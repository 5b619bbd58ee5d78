//! # Autoscaler: backlog-driven worker sizing.
//!
//! Evaluated once per monitor tick with the sampled backlog:
//!
//! ```text
//!   backlog > scale_up_threshold   ──► target += scale_up_step   (cap: max)
//!   backlog < scale_down_threshold ──► target -= scale_down_step (floor: min)
//! ```
//!
//! ## Rules
//! - At most one resize is in flight at a time; an evaluation arriving
//!   while another is applying is skipped, not queued.
//! - Steps are fixed, not proportional; thresholds and steps come from
//!   [`ControllerConfig`](crate::ControllerConfig).

use std::sync::atomic::{AtomicBool, Ordering};
use std::sync::Arc;

use crate::config::ControllerConfig;
use crate::core::pool::WorkerPool;
use crate::events::{Bus, Event, EventKind};

pub(crate) struct Autoscaler {
    pool: Arc<WorkerPool>,
    bus: Bus,
    scale_up_threshold: u64,
    scale_down_threshold: u64,
    scale_up_step: usize,
    scale_down_step: usize,
    scaling: AtomicBool,
}

impl Autoscaler {
    pub fn new(config: &ControllerConfig, pool: Arc<WorkerPool>, bus: Bus) -> Self {
        Self {
            pool,
            bus,
            scale_up_threshold: config.scale_up_threshold,
            scale_down_threshold: config.scale_down_threshold,
            scale_up_step: config.scale_up_step.max(1),
            scale_down_step: config.scale_down_step.max(1),
            scaling: AtomicBool::new(false),
        }
    }

    /// Applies at most one scaling step for the sampled backlog.
    pub async fn evaluate(&self, backlog: u64) {
        if self
            .scaling
            .compare_exchange(false, true, Ordering::AcqRel, Ordering::Acquire)
            .is_err()
        {
            return;
        }

        let target = self.pool.target();
        if backlog > self.scale_up_threshold && target < self.pool.max() {
            let applied = self.pool.resize_to(target + self.scale_up_step).await;
            self.bus.publish(
                Event::new(EventKind::ScaleUp)
                    .with_count(applied as u64)
                    .with_reason(format!("{target} -> {applied}, backlog {backlog}")),
            );
        } else if backlog < self.scale_down_threshold && target > self.pool.min() {
            let applied = self
                .pool
                .resize_to(target.saturating_sub(self.scale_down_step))
                .await;
            self.bus.publish(
                Event::new(EventKind::ScaleDown)
                    .with_count(applied as u64)
                    .with_reason(format!("{target} -> {applied}, backlog {backlog}")),
            );
        }

        self.scaling.store(false, Ordering::Release);
    }
}

#[cfg(test)]
mod tests {
    use super::*;
    use crate::core::worker::WorkerShared;
    use crate::metrics::Counters;
    use crate::processor::NoopProcessor;
    use crate::queue::{BoundedQueue, OverflowService};
    use crate::strategy::StrategyCell;
    use std::sync::atomic::{AtomicU64, AtomicUsize};
    use tokio_util::sync::CancellationToken;

    fn fixture() -> (Autoscaler, Arc<WorkerPool>) {
        let mut config = ControllerConfig::default();
        config.min_workers = 2;
        config.max_workers = 8;
        config.scale_up_threshold = 100;
        config.scale_down_threshold = 10;
        config.scale_up_step = 5;
        config.scale_down_step = 2;

        let bus = Bus::new(64);
        let counters = Arc::new(Counters::new());
        let overflow = Arc::new(OverflowService::new(
            &config,
            Arc::new(NoopProcessor),
            Arc::clone(&counters),
            bus.clone(),
        ));
        let shared = Arc::new(WorkerShared {
            queue: Arc::new(BoundedQueue::new(config.queue_capacity)),
            overflow,
            processor: Arc::new(NoopProcessor),
            counters,
            strategy: Arc::new(StrategyCell::new(Default::default())),
            bus: bus.clone(),
            consume_delay_ms: AtomicU64::new(0),
            batch_size: config.batch_size,
            batch_unit_delay: config.batch_unit_delay,
            poll_timeout: config.poll_timeout,
            target: AtomicUsize::new(0),
            active: AtomicUsize::new(0),
        });
        // Spawned workers idle against an empty queue; the tests only
        // assert target arithmetic.
        let cancel = CancellationToken::new();
        let pool = Arc::new(WorkerPool::new(
            shared,
            config.min_workers,
            config.max_workers,
            cancel,
        ));
        (Autoscaler::new(&config, Arc::clone(&pool), bus), pool)
    }

    #[tokio::test]
    async fn test_scale_up_steps_and_caps_at_max() {
        let (scaler, pool) = fixture();
        pool.resize_to(2).await;

        scaler.evaluate(500).await;
        assert_eq!(pool.target(), 7);
        scaler.evaluate(500).await;
        assert_eq!(pool.target(), 8);
        scaler.evaluate(500).await;
        assert_eq!(pool.target(), 8);
    }

    #[tokio::test]
    async fn test_scale_down_steps_and_floors_at_min() {
        let (scaler, pool) = fixture();
        pool.resize_to(7).await;

        scaler.evaluate(0).await;
        assert_eq!(pool.target(), 5);
        scaler.evaluate(0).await;
        assert_eq!(pool.target(), 3);
        scaler.evaluate(0).await;
        assert_eq!(pool.target(), 2);
        scaler.evaluate(0).await;
        assert_eq!(pool.target(), 2);
    }

    #[tokio::test]
    async fn test_in_band_backlog_leaves_target_alone() {
        let (scaler, pool) = fixture();
        pool.resize_to(4).await;

        scaler.evaluate(50).await;
        assert_eq!(pool.target(), 4);
    }
}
------------
Task statement:
Report how many lines above include "most". Nothing else.

Solution to this task:
2